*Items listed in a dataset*
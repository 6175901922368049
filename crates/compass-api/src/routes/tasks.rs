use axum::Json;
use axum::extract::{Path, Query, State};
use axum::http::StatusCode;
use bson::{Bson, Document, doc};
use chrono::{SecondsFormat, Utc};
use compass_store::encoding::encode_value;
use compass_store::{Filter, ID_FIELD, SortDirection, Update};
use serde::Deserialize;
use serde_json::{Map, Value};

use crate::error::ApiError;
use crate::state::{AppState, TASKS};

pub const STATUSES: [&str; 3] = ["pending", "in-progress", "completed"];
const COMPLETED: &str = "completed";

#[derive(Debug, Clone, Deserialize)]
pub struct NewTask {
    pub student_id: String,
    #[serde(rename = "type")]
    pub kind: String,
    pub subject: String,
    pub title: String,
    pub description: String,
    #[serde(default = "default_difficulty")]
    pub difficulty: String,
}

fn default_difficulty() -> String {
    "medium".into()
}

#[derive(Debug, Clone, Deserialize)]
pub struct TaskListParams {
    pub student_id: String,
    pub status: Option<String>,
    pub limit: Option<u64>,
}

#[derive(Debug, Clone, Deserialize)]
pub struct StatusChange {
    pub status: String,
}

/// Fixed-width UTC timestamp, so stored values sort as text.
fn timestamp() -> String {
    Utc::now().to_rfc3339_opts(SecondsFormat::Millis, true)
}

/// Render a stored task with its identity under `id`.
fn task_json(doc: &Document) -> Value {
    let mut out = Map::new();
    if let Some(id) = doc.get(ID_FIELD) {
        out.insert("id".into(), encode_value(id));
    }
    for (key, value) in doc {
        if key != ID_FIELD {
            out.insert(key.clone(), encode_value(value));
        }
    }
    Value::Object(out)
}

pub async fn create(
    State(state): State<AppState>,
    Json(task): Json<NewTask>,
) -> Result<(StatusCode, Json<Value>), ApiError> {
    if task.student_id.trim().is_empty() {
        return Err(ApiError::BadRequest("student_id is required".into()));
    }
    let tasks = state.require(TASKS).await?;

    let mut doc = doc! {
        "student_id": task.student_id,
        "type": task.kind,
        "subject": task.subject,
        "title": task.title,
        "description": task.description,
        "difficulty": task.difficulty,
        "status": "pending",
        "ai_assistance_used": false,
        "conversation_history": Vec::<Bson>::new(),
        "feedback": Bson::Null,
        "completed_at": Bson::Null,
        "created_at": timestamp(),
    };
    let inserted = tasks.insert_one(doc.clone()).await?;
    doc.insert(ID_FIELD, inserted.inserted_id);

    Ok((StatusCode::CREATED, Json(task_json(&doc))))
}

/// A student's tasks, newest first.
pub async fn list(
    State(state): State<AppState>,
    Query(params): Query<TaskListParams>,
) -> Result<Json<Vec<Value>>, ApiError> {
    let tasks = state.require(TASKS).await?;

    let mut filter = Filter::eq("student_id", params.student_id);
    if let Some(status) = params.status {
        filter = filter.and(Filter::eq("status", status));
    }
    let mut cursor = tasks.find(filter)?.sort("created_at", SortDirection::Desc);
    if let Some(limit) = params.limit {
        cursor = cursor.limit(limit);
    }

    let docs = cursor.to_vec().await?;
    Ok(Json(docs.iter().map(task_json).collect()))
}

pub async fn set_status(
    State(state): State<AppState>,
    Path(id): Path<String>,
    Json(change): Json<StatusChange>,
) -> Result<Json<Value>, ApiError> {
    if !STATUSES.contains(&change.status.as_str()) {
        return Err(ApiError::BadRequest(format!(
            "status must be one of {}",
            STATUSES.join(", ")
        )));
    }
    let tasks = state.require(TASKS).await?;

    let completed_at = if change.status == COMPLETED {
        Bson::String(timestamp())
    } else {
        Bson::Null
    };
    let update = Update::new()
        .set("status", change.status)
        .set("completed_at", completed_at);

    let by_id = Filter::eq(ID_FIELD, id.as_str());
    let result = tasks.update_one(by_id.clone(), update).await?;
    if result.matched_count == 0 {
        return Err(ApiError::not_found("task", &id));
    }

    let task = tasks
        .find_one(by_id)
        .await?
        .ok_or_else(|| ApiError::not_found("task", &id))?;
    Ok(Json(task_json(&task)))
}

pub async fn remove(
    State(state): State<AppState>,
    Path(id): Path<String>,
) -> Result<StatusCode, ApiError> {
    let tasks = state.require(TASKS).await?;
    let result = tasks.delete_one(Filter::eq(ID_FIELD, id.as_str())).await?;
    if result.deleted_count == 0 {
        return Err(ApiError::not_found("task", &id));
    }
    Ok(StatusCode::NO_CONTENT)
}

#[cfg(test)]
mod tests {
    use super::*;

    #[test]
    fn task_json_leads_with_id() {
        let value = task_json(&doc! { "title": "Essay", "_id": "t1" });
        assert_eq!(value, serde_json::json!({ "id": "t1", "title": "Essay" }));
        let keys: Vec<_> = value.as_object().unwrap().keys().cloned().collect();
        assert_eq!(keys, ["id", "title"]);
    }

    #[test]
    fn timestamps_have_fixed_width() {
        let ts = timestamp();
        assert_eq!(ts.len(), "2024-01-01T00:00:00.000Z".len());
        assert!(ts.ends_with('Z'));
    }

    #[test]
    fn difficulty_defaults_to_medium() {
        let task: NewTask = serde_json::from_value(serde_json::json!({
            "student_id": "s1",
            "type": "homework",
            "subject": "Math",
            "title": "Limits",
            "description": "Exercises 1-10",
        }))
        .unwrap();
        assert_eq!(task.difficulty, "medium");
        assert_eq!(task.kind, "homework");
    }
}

*PROBLEM REQUIREMENTS*
Only the lines above starting at the line that holds "Bson::String(timestamp())" and ending at the line that holds "if result.deleted_count == 0" are to be repeated, exactly and in full.

*ANSWER BOX*
        Bson::String(timestamp())
    } else {
        Bson::Null
    };
    let update = Update::new()
        .set("status", change.status)
        .set("completed_at", completed_at);

    let by_id = Filter::eq(ID_FIELD, id.as_str());
    let result = tasks.update_one(by_id.clone(), update).await?;
    if result.matched_count == 0 {
        return Err(ApiError::not_found("task", &id));
    }

    let task = tasks
        .find_one(by_id)
        .await?
        .ok_or_else(|| ApiError::not_found("task", &id))?;
    Ok(Json(task_json(&task)))
}

pub async fn remove(
    State(state): State<AppState>,
    Path(id): Path<String>,
) -> Result<StatusCode, ApiError> {
    let tasks = state.require(TASKS).await?;
    let result = tasks.delete_one(Filter::eq(ID_FIELD, id.as_str())).await?;
    if result.deleted_count == 0 {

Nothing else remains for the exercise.